A couple of notes for the reader. All of this is fictional. It's all in here because I thought it would fit the story. If you read it and think "That's not how bakery goods are distributed regionally," then I apologize in advance for getting it wrong. I didn't do a lot of background research. My muses told me what to write, and I wrote.
Also, I try to write normal, flawed people. If you like your stories filled with 12" cocks and breasts that require the Army Corps of Engineers to keep the women from toppling over, then yay! But you won't read about them here.
Also, also. All the sex described in the story takes place between two adult women and one adult man. However, there are other people in the world.

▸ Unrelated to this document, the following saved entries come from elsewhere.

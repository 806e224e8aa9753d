//! Local peripherals reachable over the radio's control bus.
//!
//! Everything in this module sits on top of one injected trait,
//! [`RegisterBus`], which moves 32-bit words to and from the settings and
//! readback register spaces of the radio block. The SPI core, GPIO bank and
//! analog correction cores are plain register users; the CPLD and the LO
//! synthesizers are SPI slaves driven through write/read function pairs.
//!
//! ```text
//!   RegisterBus (injected)
//!     ├── SpiCore ── spi_writer/spi_reader ──┬── Cpld
//!     │                                      ├── Synthesizer (TX LO)
//!     │                                      └── Synthesizer (RX LO)
//!     ├── GpioAtr
//!     ├── RxFrontendCore
//!     └── TxFrontendCore
//! ```

use thiserror::Error;

pub mod cpld;
pub mod fe_core;
pub mod gpio;
pub mod spi;
pub mod synth;

pub use cpld::{Band, Cpld};
pub use fe_core::{RxFrontendCore, TxFrontendCore};
pub use gpio::{AtrMode, GpioAtr, GpioPins, PinDirection};
pub use spi::{spi_reader, spi_writer, ReadFn, SlaveSelect, SpiConfig, SpiCore, SpiEdge, SpiIface, WriteFn};
pub use synth::{MashOrder, Synthesizer};

// =============================================================================
// Error Types
// =============================================================================

/// Failures while programming local peripherals
#[derive(Error, Debug, Clone, PartialEq)]
pub enum HardwareError {
    /// Control bus transaction failed
    #[error("Control bus error: {0}")]
    Bus(String),

    /// Peripheral used before it was constructed
    #[error("Peripheral not initialized: {0}")]
    NotInitialized(String),

    /// Request the hardware cannot carry out
    #[error("Unsupported: {0}")]
    Unsupported(String),
}

// =============================================================================
// Control bus
// =============================================================================

/// 32-bit register access to one radio block
pub trait RegisterBus: Send + Sync {
    /// Write `data` to settings register `addr`
    fn poke32(&self, addr: u32, data: u32) -> Result<(), HardwareError>;

    /// Read readback register `addr`
    fn peek32(&self, addr: u32) -> Result<u32, HardwareError>;
}

/// Register address map of the radio block
pub mod regs {
    pub const SPI: u32 = 168;
    pub const GPIO: u32 = 184;
    pub const RB_SPI: u32 = 3;
    pub const RB_DB_GPIO: u32 = 4;

    /// Base of the TX analog correction block
    pub const TX_FE_BASE: u32 = 224;
    /// Base of the RX analog correction block
    pub const RX_FE_BASE: u32 = 232;

    /// Byte address of a 32-bit settings register
    pub const fn sr_addr(offset: u32) -> u32 {
        offset * 4
    }

    /// Byte address of a 64-bit readback register
    pub const fn rb_addr(offset: u32) -> u32 {
        offset * 8
    }
}

#[cfg(test)]
mod tests {
    use super::regs;

    #[test]
    fn test_register_addresses() {
        assert_eq!(regs::sr_addr(regs::SPI), 672);
        assert_eq!(regs::sr_addr(regs::RX_FE_BASE), 928);
        assert_eq!(regs::rb_addr(regs::RB_SPI), 24);
    }
}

If you're the sort of person who will have your arousal vanish because there's a mention of a gay man somewhere in the next 46,000 words, be warned.
Because there's three members of this romantic trio, I originally put this in Group Sex, but it's really a Romance, so I decided to move it, and it could go in mature, or a couple of other things.
Now that that's out of the way, let's take a trip to a little town that has a very special Inn, and in that Inn is a verrrrry special room that this year will welcome three visitors.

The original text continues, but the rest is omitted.